------ Working data

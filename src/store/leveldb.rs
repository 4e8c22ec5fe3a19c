//! LevelDB binding built on the pure-Rust `rusty-leveldb` crate.
//!
//! Repair first makes the directory openable again: when CURRENT is missing
//! or names an unusable manifest, it is pointed at each `MANIFEST-*` file in
//! turn, newest first. Then every entry the engine can read is written into a
//! fresh database next to the original, the original is kept as a backup, and
//! the fresh copy takes its place.

use crate::store::{EngineError, EngineErrorKind, StoreEngine, StoreHandle};
use log::{debug, info, warn};
use rusty_leveldb::{LdbIterator, Options, Status, StatusCode, DB};
use std::any::Any;
use std::fs;
use std::panic::{self, AssertUnwindSafe};
use std::path::{Path, PathBuf};
use std::time::{SystemTime, UNIX_EPOCH};

/// File every LevelDB directory carries once it has been created
const CURRENT_FILE: &str = "CURRENT";
const MANIFEST_PREFIX: &str = "MANIFEST-";

/// What a directory holds, as far as can be told without opening it
#[derive(Debug, Clone, Copy, PartialEq, Eq)]
enum Layout {
    Complete,
    MissingCurrent,
}

#[derive(Debug, Clone, Copy, Default)]
pub struct LevelDbEngine;

impl LevelDbEngine {
    pub fn new() -> Self {
        Self
    }
}

pub struct LevelDbHandle {
    db: DB,
}

impl From<Status> for EngineError {
    fn from(status: Status) -> Self {
        let kind = match status.code {
            StatusCode::Corruption => EngineErrorKind::Corruption,
            StatusCode::NotFound => EngineErrorKind::NotFound,
            StatusCode::IOError => EngineErrorKind::Io,
            _ => EngineErrorKind::Other,
        };
        let message = if status.err.is_empty() {
            format!("{:?}", status.code)
        } else {
            status.err
        };
        EngineError::new(kind, message)
    }
}

impl StoreEngine for LevelDbEngine {
    type Handle = LevelDbHandle;

    fn open(&self, path: &Path) -> Result<LevelDbHandle, EngineError> {
        if inspect_dir(path)? == Layout::MissingCurrent {
            return Err(EngineError::new(
                EngineErrorKind::Corruption,
                "Corruption: CURRENT file is missing",
            ));
        }

        let db = guard("open", || DB::open(path, read_options()))??;
        debug!("leveldb handle opened for {}", path.display());
        Ok(LevelDbHandle { db })
    }

    fn repair(&self, path: &Path) -> Result<(), EngineError> {
        inspect_dir(path)?;
        guard("repair", || salvage(path))?
    }
}

impl StoreHandle for LevelDbHandle {
    fn for_each_entry(&mut self, visit: &mut dyn FnMut(&[u8], &[u8])) -> Result<(), EngineError> {
        let db = &mut self.db;
        guard("scan", move || {
            let mut iter = db.new_iter()?;
            let (mut key, mut value) = (Vec::new(), Vec::new());
            while iter.advance() {
                if iter.current(&mut key, &mut value) {
                    visit(&key, &value);
                }
            }
            Ok::<(), Status>(())
        })??;
        Ok(())
    }
}

fn read_options() -> Options {
    Options {
        create_if_missing: false,
        paranoid_checks: true,
        ..Options::default()
    }
}

/// Reject paths that cannot be a LevelDB directory before the engine sees them
fn inspect_dir(path: &Path) -> Result<Layout, EngineError> {
    if !path.exists() {
        return Err(EngineError::new(
            EngineErrorKind::NotFound,
            format!("{} does not exist", path.display()),
        ));
    }
    if !path.is_dir() {
        return Err(EngineError::new(EngineErrorKind::InvalidPath, "not a directory"));
    }
    if path.join(CURRENT_FILE).is_file() {
        return Ok(Layout::Complete);
    }

    // Table or log files without CURRENT means a damaged database, not a stray folder
    let has_db_files = fs::read_dir(path)?
        .filter_map(|e| e.ok())
        .any(|e| {
            let name = e.file_name();
            let name = name.to_string_lossy();
            name.ends_with(".ldb") || name.ends_with(".sst") || name.ends_with(".log") || name.starts_with(MANIFEST_PREFIX)
        });

    if has_db_files {
        Ok(Layout::MissingCurrent)
    } else {
        Err(EngineError::new(
            EngineErrorKind::InvalidPath,
            "no CURRENT file, not a LevelDB database",
        ))
    }
}

/// Copy all readable entries of `path` into a fresh database and swap it in
fn salvage(path: &Path) -> Result<(), EngineError> {
    let staging = sibling(path, "ldbview-repair");
    if staging.exists() {
        fs::remove_dir_all(&staging)?;
    }

    let copied = {
        let mut source = open_for_salvage(path)?;
        let mut target = DB::open(
            &staging,
            Options {
                create_if_missing: true,
                ..Options::default()
            },
        )?;

        let mut iter = source.new_iter()?;
        let (mut key, mut value) = (Vec::new(), Vec::new());
        let mut copied = 0usize;
        while iter.advance() {
            if iter.current(&mut key, &mut value) {
                target.put(&key, &value)?;
                copied += 1;
            }
        }
        target.flush()?;
        copied
    };

    let stamp = SystemTime::now()
        .duration_since(UNIX_EPOCH)
        .map(|d| d.as_secs())
        .unwrap_or(0);
    let backup = sibling(path, &format!("ldbview-backup-{}", stamp));

    fs::rename(path, &backup)?;
    if let Err(e) = fs::rename(&staging, path) {
        warn!("could not move repaired copy into place, restoring original: {}", e);
        fs::rename(&backup, path)?;
        return Err(e.into());
    }

    info!(
        "salvaged {} entries into {} (original kept at {})",
        copied,
        path.display(),
        backup.display()
    );
    Ok(())
}

/// Open `path`, pointing CURRENT at older manifests when the recorded one is
/// missing or unreadable. CURRENT is put back as it was if nothing works.
fn open_for_salvage(path: &Path) -> Result<DB, EngineError> {
    let current = path.join(CURRENT_FILE);
    let recorded = fs::read_to_string(&current)
        .ok()
        .map(|s| s.trim().to_string());

    let mut last_error = None;
    if recorded.is_some() {
        match DB::open(path, read_options()) {
            Ok(db) => return Ok(db),
            Err(status) => {
                warn!("{} does not open as recorded: {}", path.display(), status.err);
                last_error = Some(EngineError::from(status));
            }
        }
    }

    for manifest in manifests(path)? {
        if recorded.as_deref() == Some(manifest.as_str()) {
            continue;
        }
        set_current(path, &manifest)?;
        match DB::open(path, read_options()) {
            Ok(db) => {
                info!("recovered {} from {}", path.display(), manifest);
                return Ok(db);
            }
            Err(status) => {
                debug!("{} is not usable: {}", manifest, status.err);
                last_error = Some(EngineError::from(status));
            }
        }
    }

    match &recorded {
        Some(name) => set_current(path, name)?,
        None if current.exists() => fs::remove_file(&current)?,
        None => {}
    }

    Err(last_error.unwrap_or_else(|| {
        EngineError::new(
            EngineErrorKind::Corruption,
            "Corruption: no MANIFEST file to recover from",
        )
    }))
}

/// `MANIFEST-*` file names in `path`, highest number first
fn manifests(path: &Path) -> Result<Vec<String>, EngineError> {
    let mut found: Vec<(u64, String)> = fs::read_dir(path)?
        .filter_map(|e| e.ok())
        .filter_map(|e| {
            let name = e.file_name().to_string_lossy().into_owned();
            let number = name.strip_prefix(MANIFEST_PREFIX)?.parse().ok()?;
            Some((number, name))
        })
        .collect();
    found.sort_unstable_by(|a, b| b.0.cmp(&a.0));
    Ok(found.into_iter().map(|(_, name)| name).collect())
}

/// Point CURRENT at `manifest`, replacing it atomically
fn set_current(path: &Path, manifest: &str) -> Result<(), EngineError> {
    let staging = path.join("CURRENT.ldbview-tmp");
    fs::write(&staging, format!("{}\n", manifest))?;
    fs::rename(&staging, path.join(CURRENT_FILE))?;
    Ok(())
}

/// `<parent>/<name>.<suffix>`
fn sibling(path: &Path, suffix: &str) -> PathBuf {
    let name = path
        .file_name()
        .map(|n| n.to_string_lossy().into_owned())
        .unwrap_or_else(|| "db".to_string());
    path.with_file_name(format!("{}.{}", name, suffix))
}

/// Run engine code, turning a panic into an error so the worker thread survives
fn guard<T>(what: &str, f: impl FnOnce() -> T) -> Result<T, EngineError> {
    panic::catch_unwind(AssertUnwindSafe(f)).map_err(|payload| {
        let message = panic_message(payload.as_ref());
        warn!("leveldb {} panicked: {}", what, message);
        EngineError::new(EngineErrorKind::Other, format!("engine failure during {}: {}", what, message))
    })
}

fn panic_message(payload: &(dyn Any + Send)) -> String {
    if let Some(s) = payload.downcast_ref::<&str>() {
        s.to_string()
    } else if let Some(s) = payload.downcast_ref::<String>() {
        s.clone()
    } else {
        "unknown panic".to_string()
    }
}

------------

◆ What you should do
Nothing but the lines holding the word "every" should be returned from the listing above.

◆ Solution for this task
//! turn, newest first. Then every entry the engine can read is written into a
/// File every LevelDB directory carries once it has been created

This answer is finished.